Je le regardai, un peu perplexe, alors qu'il mangeait son sandwich. Il n'y avait rien de raffiné dans sa manière de manger. C'était brut, direct, comme s'il n'avait pas le temps de se soucier de quoi que ce soit d'autre. Il dévorait le sandwich avec une énergie presque animale, et je ne pouvais m'empêcher de le regarder, légèrement choquée.

Il me lança un regard amusé, sans ralentir son rythme. La façon dont il mangeait ne faisait qu'ajouter à cette impression qu'il n'avait pas de filtre, qu'il faisait les choses sans se poser de questions.

— Tu crois que j'ai le temps pour ça ? Il haussait les épaules en continuant de mâcher, visiblement peu affecté par ma remarque.

— Manger vite, c'est plus efficace. Reprend t'il.

Il marqua une pause, jetant un coup d'œil autour de nous, comme pour évaluer l'ambiance avant de continuer.

— Tu sais, j'ai appris à vivre comme ça parce que le monde autour de moi ne me laissait pas le choix. Les choses vont vite, très vite. Si tu veux tenir, il faut suivre le rythme. Sinon, tu tombes.

Je sentis une tension dans sa voix, quelque chose de sombre qui venait s'ajouter à l'intensité de son regard. Il parlait de manière plus personnelle, presque vulnérable, mais sans jamais le montrer directement.

Je restai silencieuse, absorbée par ses mots. Il avait toujours ce côté inapprochable, mais il y avait quelque chose dans sa manière de parler qui me disait qu'il portait un fardeau que je ne comprenais pas encore totalement.

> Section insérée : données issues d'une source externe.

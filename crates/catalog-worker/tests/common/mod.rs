#![allow(dead_code)]

use std::collections::HashMap;
use std::sync::Arc;
use std::time::Duration;

use async_trait::async_trait;
use catalog_core::models::{
    BroadcastMessage, CatalogFields, CatalogListQuery, CatalogPage, CatalogRecord, UpsertOutcome,
};
use catalog_core::AppError;
use catalog_db::{CatalogStore, MemoryCatalogStore, MemoryUploadStore};
use catalog_infra::TopicBroadcaster;
use catalog_storage::{FileStorage, LocalStorage};
use catalog_worker::{CatalogApp, JobQueueConfig, RetryPolicy};
use tempfile::TempDir;
use tokio::sync::broadcast::Receiver;
use uuid::Uuid;

pub const HEADER: &str = "UNIQUE_KEY,PRODUCT_TITLE,STYLE#,PIECE_PRICE\n";

pub fn fast_queue_config() -> JobQueueConfig {
    JobQueueConfig {
        max_workers: 2,
        queue_size: 16,
        retry: RetryPolicy {
            tries: 3,
            max_exceptions: 3,
            timeout: Duration::from_secs(5),
            backoff_base: Duration::from_millis(1),
        },
    }
}

pub struct Harness {
    pub app: CatalogApp,
    pub uploads: Arc<MemoryUploadStore>,
    pub catalog: Arc<MemoryCatalogStore>,
    pub storage: Arc<LocalStorage>,
    pub topic: Arc<TopicBroadcaster>,
    _dir: TempDir,
}

impl Harness {
    pub async fn new() -> Self {
        let catalog = Arc::new(MemoryCatalogStore::new());
        Self::with_catalog(catalog.clone(), catalog).await
    }

    /// Use `store` for ingestion while `catalog` stays inspectable.
    pub async fn with_catalog(
        catalog: Arc<MemoryCatalogStore>,
        store: Arc<dyn CatalogStore>,
    ) -> Self {
        let dir = TempDir::new().unwrap();
        let storage = Arc::new(LocalStorage::new(dir.path()).await.unwrap());
        let uploads = Arc::new(MemoryUploadStore::new());
        let topic = Arc::new(TopicBroadcaster::new(64));

        let app = CatalogApp::assemble(
            uploads.clone(),
            store,
            storage.clone() as Arc<dyn FileStorage>,
            topic.clone(),
            Some(topic.clone()),
            fast_queue_config(),
        );

        Self {
            app,
            uploads,
            catalog,
            storage,
            topic,
            _dir: dir,
        }
    }

    pub fn subscribe(&self) -> Receiver<BroadcastMessage> {
        self.topic.subscribe()
    }
}

/// Every message currently buffered for `rx`.
pub fn drain(rx: &mut Receiver<BroadcastMessage>) -> Vec<BroadcastMessage> {
    let mut messages = Vec::new();
    while let Ok(message) = rx.try_recv() {
        messages.push(message);
    }
    messages
}

/// Catalog store that rejects one key.
pub struct PoisonedCatalog {
    pub inner: Arc<MemoryCatalogStore>,
    pub poisoned_key: &'static str,
}

#[async_trait]
impl CatalogStore for PoisonedCatalog {
    async fn get_by_key(&self, unique_key: &str) -> Result<Option<CatalogRecord>, AppError> {
        self.inner.get_by_key(unique_key).await
    }

    async fn upsert(
        &self,
        unique_key: &str,
        fields: &CatalogFields,
        upload_id: Uuid,
    ) -> Result<UpsertOutcome, AppError> {
        if unique_key == self.poisoned_key {
            return Err(AppError::Internal("deadlock detected".to_string()));
        }
        self.inner.upsert(unique_key, fields, upload_id).await
    }

    async fn count_by_upload(&self, upload_id: Uuid) -> Result<i64, AppError> {
        self.inner.count_by_upload(upload_id).await
    }

    async fn count_by_uploads(&self, upload_ids: &[Uuid]) -> Result<HashMap<Uuid, i64>, AppError> {
        self.inner.count_by_uploads(upload_ids).await
    }

    async fn search(&self, query: &CatalogListQuery) -> Result<CatalogPage, AppError> {
        self.inner.search(query).await
    }
}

Il avait l'air d'hésiter, mais quelque chose en lui semblait décidé. Il me fixait avec une intensité qui me faisait presque oublier de respirer. Je connaissais Isaac depuis longtemps, mais je ne l'avais jamais vu comme ça, jamais senti ce poids dans sa voix.

— Parle-moi, Isaac.

Il a pris une longue inspiration, comme s'il s'apprêtait à plonger dans des eaux profondes et troubles.

— Je ne suis pas celui que tu crois. Pas vraiment. Tu me connais comme Isaac D'Amico, l'agent de la DEA. Mais ce nom, je l'ai choisi. Il n'est pas à moi.

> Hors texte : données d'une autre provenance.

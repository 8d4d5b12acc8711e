//! In-memory stores
//!
//! Same semantics as the PostgreSQL repositories, each operation atomic under a
//! single mutex. Used by tests and by dry runs of the CLI.

use std::cmp::Ordering;
use std::collections::HashMap;
use std::sync::{Arc, Mutex, MutexGuard};

use async_trait::async_trait;
use catalog_core::models::{
    CatalogFields, CatalogListQuery, CatalogPage, CatalogRecord, CatalogSortField, NewUpload,
    SortDirection, UploadOwner, UploadRecord, UploadStatus, UpsertOutcome,
};
use catalog_core::AppError;
use chrono::Utc;
use uuid::Uuid;

use crate::store::{CatalogStore, UploadStore};

fn lock<T>(mutex: &Mutex<T>) -> Result<MutexGuard<'_, T>, AppError> {
    mutex
        .lock()
        .map_err(|_| AppError::Internal("In-memory store lock poisoned".to_string()))
}

#[derive(Clone, Default)]
pub struct MemoryUploadStore {
    uploads: Arc<Mutex<HashMap<Uuid, UploadRecord>>>,
    owners: Arc<Mutex<HashMap<Uuid, UploadOwner>>>,
}

impl MemoryUploadStore {
    pub fn new() -> Self {
        Self::default()
    }

    /// Register a user so broadcasts can carry owner info.
    pub fn add_owner(&self, owner: UploadOwner) -> Result<(), AppError> {
        lock(&self.owners)?.insert(owner.id, owner);
        Ok(())
    }
}

#[async_trait]
impl UploadStore for MemoryUploadStore {
    async fn create(&self, upload: NewUpload) -> Result<UploadRecord, AppError> {
        let now = Utc::now();
        let record = UploadRecord {
            id: Uuid::new_v4(),
            user_id: upload.user_id,
            filename: upload.filename,
            original_name: upload.original_name,
            file_path: upload.file_path,
            file_hash: None,
            status: UploadStatus::Pending,
            error_message: None,
            processed_at: None,
            created_at: now,
            updated_at: now,
        };
        lock(&self.uploads)?.insert(record.id, record.clone());
        Ok(record)
    }

    async fn get(&self, id: Uuid) -> Result<Option<UploadRecord>, AppError> {
        Ok(lock(&self.uploads)?.get(&id).cloned())
    }

    async fn transition(
        &self,
        id: Uuid,
        next: UploadStatus,
        error_message: Option<String>,
    ) -> Result<UploadRecord, AppError> {
        let mut uploads = lock(&self.uploads)?;
        let record = uploads
            .get_mut(&id)
            .ok_or_else(|| AppError::NotFound(format!("Upload {} not found", id)))?;

        if !record.status.can_transition_to(next) {
            return Err(AppError::InvalidTransition {
                upload_id: id,
                from: record.status,
                to: next,
            });
        }

        record.status = next;
        if error_message.is_some() {
            record.error_message = error_message;
        }
        record.updated_at = Utc::now();
        Ok(record.clone())
    }

    async fn set_file_hash(&self, id: Uuid, file_hash: &str) -> Result<(), AppError> {
        let mut uploads = lock(&self.uploads)?;
        let record = uploads
            .get_mut(&id)
            .ok_or_else(|| AppError::NotFound(format!("Upload {} not found", id)))?;
        record.file_hash = Some(file_hash.to_string());
        record.updated_at = Utc::now();
        Ok(())
    }

    async fn mark_processed(&self, id: Uuid) -> Result<UploadRecord, AppError> {
        let mut uploads = lock(&self.uploads)?;
        let record = uploads
            .get_mut(&id)
            .ok_or_else(|| AppError::NotFound(format!("Upload {} not found", id)))?;
        let now = Utc::now();
        record.processed_at = Some(now);
        record.updated_at = now;
        Ok(record.clone())
    }

    async fn find_owner(&self, user_id: Uuid) -> Result<Option<UploadOwner>, AppError> {
        Ok(lock(&self.owners)?.get(&user_id).cloned())
    }

    async fn list(&self, limit: i64, offset: i64) -> Result<Vec<UploadRecord>, AppError> {
        let mut records: Vec<UploadRecord> = lock(&self.uploads)?.values().cloned().collect();
        records.sort_by(|a, b| b.created_at.cmp(&a.created_at).then(b.id.cmp(&a.id)));
        Ok(records
            .into_iter()
            .skip(offset.max(0) as usize)
            .take(limit.max(0) as usize)
            .collect())
    }

    async fn list_unfinished(&self) -> Result<Vec<UploadRecord>, AppError> {
        let mut records: Vec<UploadRecord> = lock(&self.uploads)?
            .values()
            .filter(|r| !r.status.is_terminal())
            .cloned()
            .collect();
        records.sort_by_key(|r| r.created_at);
        Ok(records)
    }

    async fn delete(&self, id: Uuid) -> Result<bool, AppError> {
        Ok(lock(&self.uploads)?.remove(&id).is_some())
    }
}

#[derive(Clone, Default)]
pub struct MemoryCatalogStore {
    records: Arc<Mutex<HashMap<String, CatalogRecord>>>,
}

impl MemoryCatalogStore {
    pub fn new() -> Self {
        Self::default()
    }

    pub fn len(&self) -> usize {
        self.records.lock().map(|r| r.len()).unwrap_or(0)
    }

    pub fn is_empty(&self) -> bool {
        self.len() == 0
    }
}

fn matches_search(record: &CatalogRecord, needle: &str) -> bool {
    let haystacks = [
        Some(record.unique_key.as_str()),
        record.product_title.as_deref(),
        record.product_description.as_deref(),
        record.style_number.as_deref(),
        record.color_name.as_deref(),
        record.mainframe_color.as_deref(),
        record.size.as_deref(),
    ];
    haystacks
        .into_iter()
        .flatten()
        .any(|value| value.to_lowercase().contains(needle))
}

/// Orders like PostgreSQL: NULLs sort last ascending and first descending.
fn compare_nullable<T: Ord>(a: Option<T>, b: Option<T>, direction: SortDirection) -> Ordering {
    let ascending = match (a, b) {
        (Some(a), Some(b)) => a.cmp(&b),
        (None, None) => Ordering::Equal,
        (None, Some(_)) => Ordering::Greater,
        (Some(_), None) => Ordering::Less,
    };
    match direction {
        SortDirection::Asc => ascending,
        SortDirection::Desc => ascending.reverse(),
    }
}

fn compare_records(a: &CatalogRecord, b: &CatalogRecord, query: &CatalogListQuery) -> Ordering {
    let direction = query.direction;
    let primary = match query.sort {
        CatalogSortField::UniqueKey => {
            compare_nullable(Some(&a.unique_key), Some(&b.unique_key), direction)
        }
        CatalogSortField::ProductTitle => {
            compare_nullable(a.product_title.as_ref(), b.product_title.as_ref(), direction)
        }
        CatalogSortField::StyleNumber => {
            compare_nullable(a.style_number.as_ref(), b.style_number.as_ref(), direction)
        }
        CatalogSortField::PiecePrice => compare_nullable(a.piece_price, b.piece_price, direction),
        CatalogSortField::CreatedAt => {
            compare_nullable(Some(a.created_at), Some(b.created_at), direction)
        }
        CatalogSortField::UpdatedAt => {
            compare_nullable(Some(a.updated_at), Some(b.updated_at), direction)
        }
    };
    primary.then_with(|| a.id.cmp(&b.id))
}

#[async_trait]
impl CatalogStore for MemoryCatalogStore {
    async fn get_by_key(&self, unique_key: &str) -> Result<Option<CatalogRecord>, AppError> {
        Ok(lock(&self.records)?.get(unique_key).cloned())
    }

    async fn upsert(
        &self,
        unique_key: &str,
        fields: &CatalogFields,
        upload_id: Uuid,
    ) -> Result<UpsertOutcome, AppError> {
        let mut records = lock(&self.records)?;
        let now = Utc::now();

        match records.get_mut(unique_key) {
            Some(existing) => {
                let changed = existing.fields() != *fields;
                if changed {
                    existing.product_title = fields.product_title.clone();
                    existing.product_description = fields.product_description.clone();
                    existing.style_number = fields.style_number.clone();
                    existing.mainframe_color = fields.mainframe_color.clone();
                    existing.size = fields.size.clone();
                    existing.color_name = fields.color_name.clone();
                    existing.piece_price = fields.piece_price;
                }
                existing.updated_by_upload_id = Some(upload_id);
                existing.updated_at = now;

                Ok(if changed {
                    UpsertOutcome::Updated
                } else {
                    UpsertOutcome::Unchanged
                })
            }
            None => {
                let record = CatalogRecord {
                    id: Uuid::new_v4(),
                    unique_key: unique_key.to_string(),
                    product_title: fields.product_title.clone(),
                    product_description: fields.product_description.clone(),
                    style_number: fields.style_number.clone(),
                    mainframe_color: fields.mainframe_color.clone(),
                    size: fields.size.clone(),
                    color_name: fields.color_name.clone(),
                    piece_price: fields.piece_price,
                    updated_by_upload_id: Some(upload_id),
                    created_at: now,
                    updated_at: now,
                };
                records.insert(record.unique_key.clone(), record);
                Ok(UpsertOutcome::Created)
            }
        }
    }

    async fn count_by_upload(&self, upload_id: Uuid) -> Result<i64, AppError> {
        let count = lock(&self.records)?
            .values()
            .filter(|r| r.updated_by_upload_id == Some(upload_id))
            .count();
        Ok(count as i64)
    }

    async fn count_by_uploads(&self, upload_ids: &[Uuid]) -> Result<HashMap<Uuid, i64>, AppError> {
        let mut counts = HashMap::new();
        for record in lock(&self.records)?.values() {
            if let Some(id) = record.updated_by_upload_id {
                if upload_ids.contains(&id) {
                    *counts.entry(id).or_insert(0) += 1;
                }
            }
        }
        Ok(counts)
    }

    async fn search(&self, query: &CatalogListQuery) -> Result<CatalogPage, AppError> {
        let needle = query.search.as_deref().map(str::to_lowercase);
        let mut matching: Vec<CatalogRecord> = lock(&self.records)?
            .values()
            .filter(|r| needle.as_deref().map_or(true, |n| matches_search(r, n)))
            .cloned()
            .collect();
        matching.sort_by(|a, b| compare_records(a, b, query));

        let total = matching.len() as i64;
        let records = matching
            .into_iter()
            .skip(query.offset().max(0) as usize)
            .take(query.per_page.max(0) as usize)
            .collect();

        Ok(CatalogPage {
            records,
            total,
            page: query.page,
            per_page: query.per_page,
        })
    }
}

— Mon vrai nom, c'est Isaac Vega. Et ma famille... c'est un nid de vipères. Mon père, Emile Vega, était un criminel. Pas un petit dealer ou un voleur de seconde zone. Non. Il dirigeait un empire. Trafic de drogue, armes, blanchiment d'argent... Il avait les mains partout.

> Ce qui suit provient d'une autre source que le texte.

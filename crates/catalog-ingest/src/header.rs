//! Header normalization and the field mapping table.

use std::sync::LazyLock;

use regex::Regex;

use crate::cleaning::clean_cell;

static NON_ALPHANUMERIC: LazyLock<Regex> =
    LazyLock::new(|| Regex::new(r"[^a-z0-9]+").expect("separator pattern is valid"));

/// Catalog columns an ingest row can populate.
#[derive(Debug, Clone, Copy, PartialEq, Eq, Hash)]
pub enum CatalogColumn {
    UniqueKey,
    ProductTitle,
    ProductDescription,
    StyleNumber,
    MainframeColor,
    Size,
    ColorName,
    PiecePrice,
}

/// One entry of the header mapping table.
#[derive(Debug)]
pub struct FieldMapping {
    /// Normalized header names that map onto this entry.
    pub synonyms: &'static [&'static str],
    /// Name the header is rewritten to.
    pub canonical: &'static str,
    pub column: CatalogColumn,
}

/// Ordered header mapping table; the first entry listing a synonym wins.
pub static FIELD_MAP: &[FieldMapping] = &[
    FieldMapping {
        synonyms: &["unique_key"],
        canonical: "unique_key",
        column: CatalogColumn::UniqueKey,
    },
    FieldMapping {
        synonyms: &["product_title"],
        canonical: "product_title",
        column: CatalogColumn::ProductTitle,
    },
    FieldMapping {
        synonyms: &["product_description"],
        canonical: "product_description",
        column: CatalogColumn::ProductDescription,
    },
    FieldMapping {
        synonyms: &["style", "style_number"],
        canonical: "style_number",
        column: CatalogColumn::StyleNumber,
    },
    FieldMapping {
        synonyms: &["sanmar_mainframe_color", "mainframe_color"],
        canonical: "sanmar_mainframe_color",
        column: CatalogColumn::MainframeColor,
    },
    FieldMapping {
        synonyms: &["size"],
        canonical: "size",
        column: CatalogColumn::Size,
    },
    FieldMapping {
        synonyms: &["color_name"],
        canonical: "color_name",
        column: CatalogColumn::ColorName,
    },
    FieldMapping {
        synonyms: &["piece_price"],
        canonical: "piece_price",
        column: CatalogColumn::PiecePrice,
    },
];

fn lookup(normalized: &str) -> Option<&'static FieldMapping> {
    FIELD_MAP
        .iter()
        .find(|mapping| mapping.synonyms.contains(&normalized))
}

/// Normalize an already cleaned header cell.
///
/// Lowercases, collapses runs of non-alphanumerics into one underscore, trims
/// boundary underscores and maps the result through [`FIELD_MAP`]. Unmapped names
/// come back normalized but otherwise unchanged.
pub fn normalize_header(name: &str) -> String {
    let lowered = name.to_lowercase();
    let collapsed = NON_ALPHANUMERIC.replace_all(&lowered, "_");
    let normalized = collapsed.trim_matches('_');

    match lookup(normalized) {
        Some(mapping) => mapping.canonical.to_string(),
        None => normalized.to_string(),
    }
}

/// Column layout derived from a file's header row.
#[derive(Debug, Clone)]
pub struct HeaderLayout {
    names: Vec<String>,
    columns: Vec<Option<CatalogColumn>>,
}

impl HeaderLayout {
    /// Build the layout from raw header cells, cleaning and normalizing each.
    pub fn from_raw<'a>(cells: impl IntoIterator<Item = &'a str>) -> Self {
        let names: Vec<String> = cells
            .into_iter()
            .map(|cell| clean_cell(cell).map(|c| normalize_header(&c)).unwrap_or_default())
            .collect();
        let columns = names
            .iter()
            .map(|name| {
                FIELD_MAP
                    .iter()
                    .find(|mapping| mapping.canonical == name.as_str())
                    .map(|mapping| mapping.column)
            })
            .collect();

        Self { names, columns }
    }

    /// Number of header cells. Data rows narrower than this are ignored.
    pub fn len(&self) -> usize {
        self.names.len()
    }

    pub fn is_empty(&self) -> bool {
        self.names.is_empty()
    }

    pub fn names(&self) -> &[String] {
        &self.names
    }

    pub fn column_at(&self, index: usize) -> Option<CatalogColumn> {
        self.columns.get(index).copied().flatten()
    }

    pub fn has_column(&self, column: CatalogColumn) -> bool {
        self.columns.contains(&Some(column))
    }
}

Je n'ai rien dit, incapable d'interrompre le flot de ses paroles.

— Depuis que je suis gamin, j'ai vu des choses que je n'aurais jamais dû voir. Des réunions dans notre maison, des hommes armés qui allaient et venaient, des murmures dans des pièces fermées. Et mon père... il m'a élevé pour prendre sa place.

Il s'est arrêté, les mâchoires serrées, comme s'il luttait contre un souvenir trop douloureux.

— Mais je n'étais pas comme lui. Je détestais tout ça. La violence gratuite, les mensonges, la peur constante. Je voulais autre chose, une vie normale, un futur où je n'aurais pas à me salir les mains pour faire plaisir a quelqu'un. Alors, à 14 ans, j'ai fait ce que personne n'avait jamais osé faire dans ma famille : je l'ai dénoncé.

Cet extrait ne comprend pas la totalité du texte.